If you have influenza (flu), your doctor might suggest Xofluza as a treatment option for you. Similarly, if you’ve been exposed to someone with the flu, your doctor might suggest taking Xofluza. This is a prescription drug that’s used to treat and prevent flu in adults and certain children.
The active ingredient in Xofluza is baloxavir marboxil. (An active ingredient is what makes a drug work.) Xofluza belongs to a class of drugs called influenza virus PA endonuclease inhibitors. It comes in two forms. One is an oral tablet you’ll swallow, and the other is granules for suspension. (A pharmacist uses the granules to make a liquid solution that you’ll swallow.)
This article describes the dosages of Xofluza, as well as its strengths and how to take it. To learn more about Xofluza, see this in-depth article.
Note: This article covers Xofluza’s usual dosages, which are provided by the drugmaker. But when taking Xofluza, always take the dosage your doctor prescribes.
Xofluza’s dosage is based on body weight in kilograms (kg) and is taken once. For reference, 1 kg equals about 2.2 pounds (lb).
Note: Xofluza’s dosing chart below highlights the basics of Xofluza’s dosage for treating or preventing flu. Be sure to read on for more details.
|less than 20 kg||2 milligrams per kg (mg/kg)|
|20 kg to less than 80 kg||40 mg|
|80 kg or more||80 mg|
What are the forms of Xofluza?
Xofluza is available as an oral tablet that you’ll swallow, and granules for suspension. Using the granules, a pharmacist makes a liquid solution that you’ll swallow.
What strengths does Xofluza come in?
Xofluza oral tablets are available in 40-mg and 80-mg strengths. The granules for suspension are available in a strength of 40 mg per 20 milliliters (mL). (You can also write this as 2 mg/mL.)

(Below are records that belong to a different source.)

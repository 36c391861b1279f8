//! Entity identity.

use std::fmt;

use serde::{Deserialize, Serialize};

/// Stable id of a scene entity (hex string such as `"0x20000000001"`).
pub type Id = String;

/// Concrete kind of a scene entity.
///
/// Resolved from a class name through class-hierarchy inspection.
#[derive(Debug, Clone, Copy, PartialEq, Eq, PartialOrd, Ord, Hash, Serialize, Deserialize)]
#[serde(rename_all = "camelCase")]
pub enum EntityKind {
    Subject,
    Model,
    Category,
    SubCategory,
    DefinitionContainer,
    Element,
    Classification,
    ClassificationTable,
}

impl EntityKind {
    /// All kinds, in declaration order.
    pub const ALL: [EntityKind; 8] = [
        EntityKind::Subject,
        EntityKind::Model,
        EntityKind::Category,
        EntityKind::SubCategory,
        EntityKind::DefinitionContainer,
        EntityKind::Element,
        EntityKind::Classification,
        EntityKind::ClassificationTable,
    ];

    /// Stable lowercase label used in logs and snapshots.
    pub fn as_str(&self) -> &'static str {
        match self {
            Self::Subject => "subject",
            Self::Model => "model",
            Self::Category => "category",
            Self::SubCategory => "subCategory",
            Self::DefinitionContainer => "definitionContainer",
            Self::Element => "element",
            Self::Classification => "classification",
            Self::ClassificationTable => "classificationTable",
        }
    }

    /// Whether the entity is never displayed directly and only aggregates
    /// the visibility of what lies beneath it.
    pub fn is_container(&self) -> bool {
        matches!(
            self,
            Self::Subject
                | Self::DefinitionContainer
                | Self::Classification
                | Self::ClassificationTable
        )
    }
}

impl fmt::Display for EntityKind {
    fn fmt(&self, f: &mut fmt::Formatter<'_>) -> fmt::Result {
        f.write_str(self.as_str())
    }
}

/// Class-qualified id of one instance.
#[derive(Debug, Clone, PartialEq, Eq, PartialOrd, Ord, Hash, Serialize, Deserialize)]
#[serde(rename_all = "camelCase")]
pub struct InstanceKey {
    /// Full class name, e.g. `BisCore.SpatialCategory`.
    pub class_name: String,
    pub id: Id,
}

impl InstanceKey {
    pub fn new(class_name: impl Into<String>, id: impl Into<Id>) -> Self {
        Self {
            class_name: class_name.into(),
            id: id.into(),
        }
    }
}

impl fmt::Display for InstanceKey {
    fn fmt(&self, f: &mut fmt::Formatter<'_>) -> fmt::Result {
        write!(f, "{}:{}", self.class_name, self.id)
    }
}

What are the usual dosages of Xofluza?
The information below describes dosages that are commonly used or recommended. But be sure to take the dosage your doctor prescribes for you. They’ll determine the best dosage to fit your needs.
Dosage of Xofluza oral tablets in adults
The following table shows the dosages to prevent flu and treat flu in adults using Xofluza oral tablets. The dosages are based on body weight in kg.
|Body weight in kg||Approximate body weight in lb||Dose||Frequency|
|20 kg to less than 80 kg||44 lb to less than 176 lb||40 mg||once|
|80 kg or more||176 lb or more||80 mg||once|
Dosage of Xofluza granules for suspension in adults
The following table shows the dosages to prevent and treat flu in adults using Xofluza granules for suspension. The dosages are based on body weight in kg.
|Body weight in kg||Approximate body weight in lb||Dose||Amount of solution||Frequency|
|less than 20 kg||less than 44 lb||2 mg/kg*||varies||once|
|20 kg to less than 80kg||44 lb to less than 176 lb||40 mg||20 mL||once|
|80 kg or more||176 lb or more||80 mg||40 mL||once|
* Read the question directly below to learn how to calculate a dose of 2 mg/kg for a particular body weight.
What’s the dosage of Xofluza for children?
Xofluza is approved for use in children ages 5 years and older to treat or prevent flu. Children’s dosage is the same as that in adults. See the recommended Xofluza dosage for adults in the two tables directly above.
This example will help you understand how a dose of 2 mg/kg of Xofluza granules for suspension is calculated. Assume a child weighs 18 kg (about 40 lb). Using 2 mg/kg, the child’s dose would be 36 mg. Xofluza oral suspension contains 2 mg of drug per mL of solution. So, to administer a 36-mg dose, you’d give 18 mL of the suspension.
For treating flu, you should take Xofluza within 48 hours of the start of flu symptoms. For preventing flu, take it as soon as possible after you’ve been exposed to someone with it.
You’ll take a Xofluza oral tablet by swallowing it. Using the granules for suspension, your pharmacist will make a liquid solution. You’ll need to swallow this solution within 10 hours after the pharmacist mixes it.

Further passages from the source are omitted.